El jefe del FBI, Christopher Wray, dijo: “El Cuerpo de la Guardia Revolucionaria Islámica ha estado conspirando con criminales y sicarios para atacar y matar a tiros a estadounidenses en suelo estadounidense, y eso simplemente no será tolerado.
“Gracias al arduo trabajo del FBI, sus planes mortales fueron desbaratados”.
El gobierno estadounidense dijo que se cree que Shakeri está en Teherán, aunque ha hablado cinco veces con el FBI por teléfono.
Shakeri, ciudadano afgano, llegó a Estados Unidos cuando era niño y cumplió 14 años por un robo antes de ser deportado en 2008.
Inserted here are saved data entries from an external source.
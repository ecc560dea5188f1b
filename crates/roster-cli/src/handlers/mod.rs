//! Command handlers.

pub mod list;
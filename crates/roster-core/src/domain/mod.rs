//! Core domain types.
//!
//! These types represent the pure domain model, independent of any
//! transport or presentation concerns.

mod user;

pub use user::{Name, Picture, UserRecord};
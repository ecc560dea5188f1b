//! Port definitions (trait abstractions) for external systems.
//!
//! Ports define the interfaces that the core domain expects from infrastructure.
//! They contain no implementation details and use only domain types.

pub mod user_source;

pub use user_source::{FetchUsersError, FetchUsersResult, UserSourcePort};
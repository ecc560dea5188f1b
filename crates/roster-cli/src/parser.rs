//! Main CLI parser and argument handling.

use clap::Parser;

use crate::bootstrap::CliConfig;

/// Fetch a batch of randomly generated users and print them.
#[derive(Parser, Debug)]
#[command(name = "roster")]
#[command(about = "List randomly generated users from randomuser.me")]
#[command(version)]
pub struct Cli {
    /// Print users as a JSON array instead of a table
    #[arg(long)]
    pub json: bool,

    /// Override the Random User API endpoint
    #[arg(long = "base-url", env = "ROSTER_BASE_URL")]
    pub base_url: Option<String>,

    /// Enable verbose/debug output
    #[arg(short = 'v', long = "verbose")]
    pub verbose: bool,
}

/// How the fetched users are rendered.
#[derive(Debug, Clone, Copy, PartialEq, Eq)]
pub enum OutputFormat {
    /// Fixed-width table, one row per user.
    Table,
    /// Pretty-printed JSON array of records.
    Json,
}

impl Cli {
    /// Output format selected by the flags.
    pub const fn output_format(&self) -> OutputFormat {
        if self.json {
            OutputFormat::Json
        } else {
            OutputFormat::Table
        }
    }

    /// Bootstrap configuration derived from the flags.
    pub fn config(&self) -> CliConfig {
        CliConfig {
            base_url: self.base_url.clone(),
        }
    }
}
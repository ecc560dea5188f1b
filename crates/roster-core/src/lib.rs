#![doc = include_str!("../README.md")]
#![deny(unused_crate_dependencies)]

pub mod domain;
pub mod ports;

// Re-export commonly used types for convenience
pub use domain::{Name, Picture, UserRecord};
pub use ports::{FetchUsersError, FetchUsersResult, UserSourcePort};

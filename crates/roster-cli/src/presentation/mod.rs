//! Shared CLI presentation utilities.
//!
//! Format-only helpers: no fetching, no domain transforms.

pub mod tables;

pub use tables::{format_users_json, format_users_table, separator, truncate_string};
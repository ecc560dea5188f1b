//! CLI entry point - the composition root.

use clap::Parser;
use tracing_subscriber::EnvFilter;

use roster_cli::{Cli, bootstrap, handlers};

/// Install the tracing subscriber.
///
/// `RUST_LOG` wins when set; otherwise `warn`, or `debug` with `--verbose`.
/// Logs go to stderr so stdout stays clean for `--json`.
fn init_tracing(verbose: bool) {
    let default_level = if verbose { "debug" } else { "warn" };
    let env_filter =
        EnvFilter::try_from_default_env().unwrap_or_else(|_| EnvFilter::new(default_level));

    tracing_subscriber::fmt()
        .with_env_filter(env_filter)
        .with_writer(std::io::stderr)
        .compact()
        .init();
}

#[tokio::main]
async fn main() -> anyhow::Result<()> {
    // Load environment variables
    dotenvy::dotenv().ok();

    // Parse CLI arguments
    let cli = Cli::parse();

    init_tracing(cli.verbose);

    // Bootstrap the CLI context (composition root)
    let ctx = bootstrap(&cli.config())?;

    handlers::list::execute(&ctx, cli.output_format()).await
}
//! `randomuser.me` client.
//!
//! This module provides the client type that the port implementation
//! drives. It is generic over the HTTP backend so tests can swap in a fake.

mod users;

use crate::config::RandomUserConfig;
use crate::error::RandomUserResult;
use crate::http::{HttpBackend, ReqwestBackend};
use crate::models::ApiConfig;
use url::Url;

// ============================================================================
// Type Aliases
// ============================================================================

/// Default `randomuser.me` client using the reqwest HTTP backend.
pub type DefaultRandomUserClient = RandomUserClient<ReqwestBackend>;

// ============================================================================
// Client
// ============================================================================

/// Client for the Random User API.
///
/// Holds no mutable state: concurrent calls issue independent requests.
/// Use `DefaultRandomUserClient` in production code.
pub struct RandomUserClient<B: HttpBackend> {
    pub(crate) backend: B,
    pub(crate) config: ApiConfig,
}

impl DefaultRandomUserClient {
    /// Create a new client with the given configuration.
    ///
    /// Fails if the base URL does not parse or the HTTP client cannot be built.
    pub fn new(config: &RandomUserConfig) -> RandomUserResult<Self> {
        let internal_config = Self::to_internal_config(config)?;
        let backend = ReqwestBackend::new(&internal_config)?;
        Ok(Self {
            backend,
            config: internal_config,
        })
    }

    /// Create a new client with default configuration.
    pub fn default_client() -> RandomUserResult<Self> {
        Self::new(&RandomUserConfig::default())
    }

    fn to_internal_config(config: &RandomUserConfig) -> RandomUserResult<ApiConfig> {
        Ok(ApiConfig {
            base_url: Url::parse(&config.base_url)?,
            user_agent: config.user_agent.clone(),
        })
    }
}

impl<B: HttpBackend> RandomUserClient<B> {
    /// Create a new client with a custom backend.
    #[cfg(test)]
    pub(crate) const fn with_backend(config: ApiConfig, backend: B) -> Self {
        Self { backend, config }
    }
}
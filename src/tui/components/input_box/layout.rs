//! Character-level wrapping for the input buffer.
//!
//! Unlike chat bubbles, the input box wraps at any character so that the
//! cursor position can be derived from byte offsets without re-running a
//! word wrapper. Each row is a byte range into the buffer.

use unicode_width::{UnicodeWidthChar, UnicodeWidthStr};

/// Horizontal padding (per side) between the border and the text.
pub const CONTENT_PAD_H: u16 = 1;
/// Borders plus padding.
pub const HORIZONTAL_OVERHEAD: u16 = 2 + CONTENT_PAD_H * 2;
/// Top and bottom borders.
pub const VERTICAL_OVERHEAD: u16 = 2;
/// The box grows with its content up to this many text rows, then scrolls.
pub const MAX_VISIBLE_LINES: u16 = 5;

/// One visual row: `buffer[start..end]`, excluding any trailing newline.
#[derive(Debug, Clone, Copy, PartialEq, Eq)]
pub struct Row {
    pub start: usize,
    pub end: usize,
}

/// Text columns available inside a box of `area_width`. Never zero.
pub fn inner_width(area_width: u16) -> usize {
    area_width.saturating_sub(HORIZONTAL_OVERHEAD).max(1) as usize
}

/// Splits `text` into rows no wider than `width` columns.
/// Always returns at least one row.
pub fn layout_rows(text: &str, width: usize) -> Vec<Row> {
    let width = width.max(1);
    let mut rows = Vec::new();
    let mut line_start = 0;

    for line in text.split('\n') {
        let mut row_start = line_start;
        let mut row_width = 0;
        for (offset, ch) in line.char_indices() {
            let w = ch.width().unwrap_or(0);
            if row_width + w > width && row_width > 0 {
                rows.push(Row {
                    start: row_start,
                    end: line_start + offset,
                });
                row_start = line_start + offset;
                row_width = 0;
            }
            row_width += w;
        }
        rows.push(Row {
            start: row_start,
            end: line_start + line.len(),
        });
        line_start += line.len() + 1;
    }

    rows
}

/// Visual (row, column) of byte offset `cursor`.
///
/// At a soft wrap the end of one row and the start of the next share an
/// offset; the cursor is placed at the start of the next row.
pub fn cursor_position(text: &str, rows: &[Row], cursor: usize) -> (usize, u16) {
    let index = rows
        .iter()
        .rposition(|r| r.start <= cursor && cursor <= r.end)
        .unwrap_or(0);
    let col = rows
        .get(index)
        .and_then(|r| text.get(r.start..cursor))
        .map_or(0, |s| s.width() as u16);
    (index, col)
}

pub fn prev_char_boundary(text: &str, pos: usize) -> usize {
    text[..pos].char_indices().next_back().map_or(0, |(i, _)| i)
}

pub fn next_char_boundary(text: &str, pos: usize) -> usize {
    text[pos..]
        .chars()
        .next()
        .map_or(text.len(), |c| pos + c.len_utf8())
}

/// Start of the logical line containing `pos`.
pub fn line_start(text: &str, pos: usize) -> usize {
    text[..pos].rfind('\n').map_or(0, |i| i + 1)
}

/// End of the logical line containing `pos` (before its newline).
pub fn line_end(text: &str, pos: usize) -> usize {
    text[pos..].find('\n').map_or(text.len(), |i| pos + i)
}
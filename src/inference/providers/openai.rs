//! OpenAI-compatible provider using the Chat Completions API.
//!
//! One request per turn, no streaming:
//! `POST {base_url}/chat/completions` with the full transcript, answered by a
//! single JSON body whose first choice carries the reply.

use async_trait::async_trait;
use log::{debug, info, warn};
use reqwest::StatusCode;
use serde::{Deserialize, Serialize};

use crate::inference::{CompletionProvider, CompletionRequest, Message, ProviderError};

pub const DEFAULT_OPENAI_BASE_URL: &str = "https://api.openai.com/v1";

// ============================================================================
// Chat Completions API Types
// ============================================================================

/// The request body. Messages serialize straight from the transcript.
#[derive(Serialize, Debug)]
struct ChatRequest<'a> {
    model: &'a str,
    messages: &'a [Message],
    max_tokens: u32,
    temperature: f32,
}

#[derive(Deserialize, Debug)]
struct ChatResponse {
    #[serde(default)]
    choices: Vec<Choice>,
}

#[derive(Deserialize, Debug)]
struct Choice {
    message: ChoiceMessage,
}

#[derive(Deserialize, Debug)]
struct ChoiceMessage {
    content: Option<String>,
}

/// Error envelope: `{"error": {"message": "..."}}`
#[derive(Deserialize, Debug)]
struct ErrorEnvelope {
    error: ErrorDetail,
}

#[derive(Deserialize, Debug)]
struct ErrorDetail {
    message: String,
}

// ============================================================================
// Translation Layer
// ============================================================================

/// Pulls the human-readable message out of an error body, falling back to the raw text.
fn error_message(body: &str) -> String {
    serde_json::from_str::<ErrorEnvelope>(body)
        .map(|envelope| envelope.error.message)
        .unwrap_or_else(|_| body.trim().to_string())
}

/// Maps a non-success status to the matching error variant.
fn status_to_error(status: StatusCode, body: &str) -> ProviderError {
    let message = error_message(body);
    match status {
        StatusCode::UNAUTHORIZED => ProviderError::Authentication(message),
        StatusCode::TOO_MANY_REQUESTS => ProviderError::RateLimited(message),
        other => ProviderError::Api {
            status: other.as_u16(),
            message,
        },
    }
}

/// Extracts the reply from a success body.
fn parse_reply(body: &str) -> Result<String, ProviderError> {
    let response: ChatResponse =
        serde_json::from_str(body).map_err(|e| ProviderError::Parse(e.to_string()))?;
    let choice = response
        .choices
        .into_iter()
        .next()
        .ok_or_else(|| ProviderError::Parse("response contained no choices".to_string()))?;
    let content = choice
        .message
        .content
        .ok_or_else(|| ProviderError::Parse("first choice has no content".to_string()))?;
    Ok(content.trim().to_string())
}

// ============================================================================
// Provider Implementation
// ============================================================================

pub struct OpenAiProvider {
    api_key: Option<String>,
    base_url: String,
    client: reqwest::Client,
}

impl OpenAiProvider {
    /// Creates a new provider.
    ///
    /// # Arguments
    /// * `api_key` - API key; `None` makes every request fail with `MissingCredential`
    /// * `base_url` - Optional custom base URL (defaults to OpenAI's API)
    pub fn new(api_key: Option<String>, base_url: Option<String>) -> Self {
        Self {
            api_key: api_key.filter(|key| !key.trim().is_empty()),
            base_url: base_url
                .map(|url| url.trim_end_matches('/').to_string())
                .unwrap_or_else(|| DEFAULT_OPENAI_BASE_URL.to_string()),
            client: reqwest::Client::new(),
        }
    }

    pub fn has_credential(&self) -> bool {
        self.api_key.is_some()
    }
}

#[async_trait]
impl CompletionProvider for OpenAiProvider {
    fn name(&self) -> &str {
        "openai"
    }

    async fn complete(&self, request: CompletionRequest<'_>) -> Result<String, ProviderError> {
        let Some(api_key) = self.api_key.as_deref() else {
            warn!("No API key configured, skipping request");
            return Err(ProviderError::MissingCredential);
        };

        let body = ChatRequest {
            model: request.model,
            messages: request.transcript.messages(),
            max_tokens: request.max_output_tokens,
            temperature: request.temperature,
        };

        info!(
            "Chat completion request: model={}, messages={}, max_tokens={}, temperature={}",
            body.model,
            body.messages.len(),
            body.max_tokens,
            body.temperature
        );

        let response = self
            .client
            .post(format!("{}/chat/completions", self.base_url))
            .bearer_auth(api_key)
            .json(&body)
            .send()
            .await
            .map_err(|e| ProviderError::Network(e.to_string()))?;

        let status = response.status();
        debug!("Chat completion response status: {}", status);

        let text = response
            .text()
            .await
            .map_err(|e| ProviderError::Network(e.to_string()))?;

        if !status.is_success() {
            warn!("Completion API error: {} - {}", status, text);
            return Err(status_to_error(status, &text));
        }

        let reply = parse_reply(&text)?;
        info!("Chat completion reply: {} bytes", reply.len());
        Ok(reply)
    }
}
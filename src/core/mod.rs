//! # Core Application Logic
//!
//! This module contains Chatbox's business logic.
//! It knows nothing about any specific UI technology.
//!
//! ```text
//!                    ┌─────────────────────────┐
//!                    │         CORE            │
//!                    │  (this module)          │
//!                    │                         │
//!                    │  • State (app data)     │
//!                    │  • Action (events)      │
//!                    │  • update() (reducer)   │
//!                    │  • ChatView (contract)  │
//!                    └───────────┬─────────────┘
//!                                │
//!                   ┌────────────┴────────────┐
//!                   ▼                         ▼
//!            ┌────────────┐            ┌────────────┐
//!            │    TUI     │            │ inference  │
//!            │  Adapter   │            │ (provider) │
//!            │ (ratatui)  │            │            │
//!            └────────────┘            └────────────┘
//! ```
//!
//! ## Modules
//!
//! - [`state`]: The `App` struct, all application state in one place
//! - [`action`]: The `Action` enum and the `update()` reducer (turn controller)
//! - [`view`]: The `ChatView` trait the render surface implements
//! - [`config`]: Settings resolution

pub mod action;
pub mod config;
pub mod state;
pub mod view;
Rivera fue declarado culpable de asesinato en segundo grado en 1994 y conoció a Shakeri cuando ambos cumplían condena en la prisión de Fishkill.
La noticia del complot llegó horas después de que fuentes del equipo de transición de Trump dijeran que el presidente electo aplicaría la máxima presión sobre Irán.
El personal de Trump dijo anteriormente que el FBI había frustrado el complot, pero enfatizó que no tenía relación con dos intentos de asesinato durante la campaña.
El personal de Trump solicitó niveles de seguridad adicionales sin precedentes, incluido un escudo de vidrio balístico, en los mítines en los estados indecisos.
A finales de septiembre, Trump escribió en su plataforma Truth Social: “Grandes amenazas a mi vida por parte de Irán. Irán ya tomó medidas que no dieron resultado, pero lo intentarán de nuevo. No es una buena situación para nadie.
“Estoy rodeado de más hombres, pistolas y armas de los que jamás había visto antes….
“¡Un ataque a un expresidente es un deseo de muerte para el atacante!”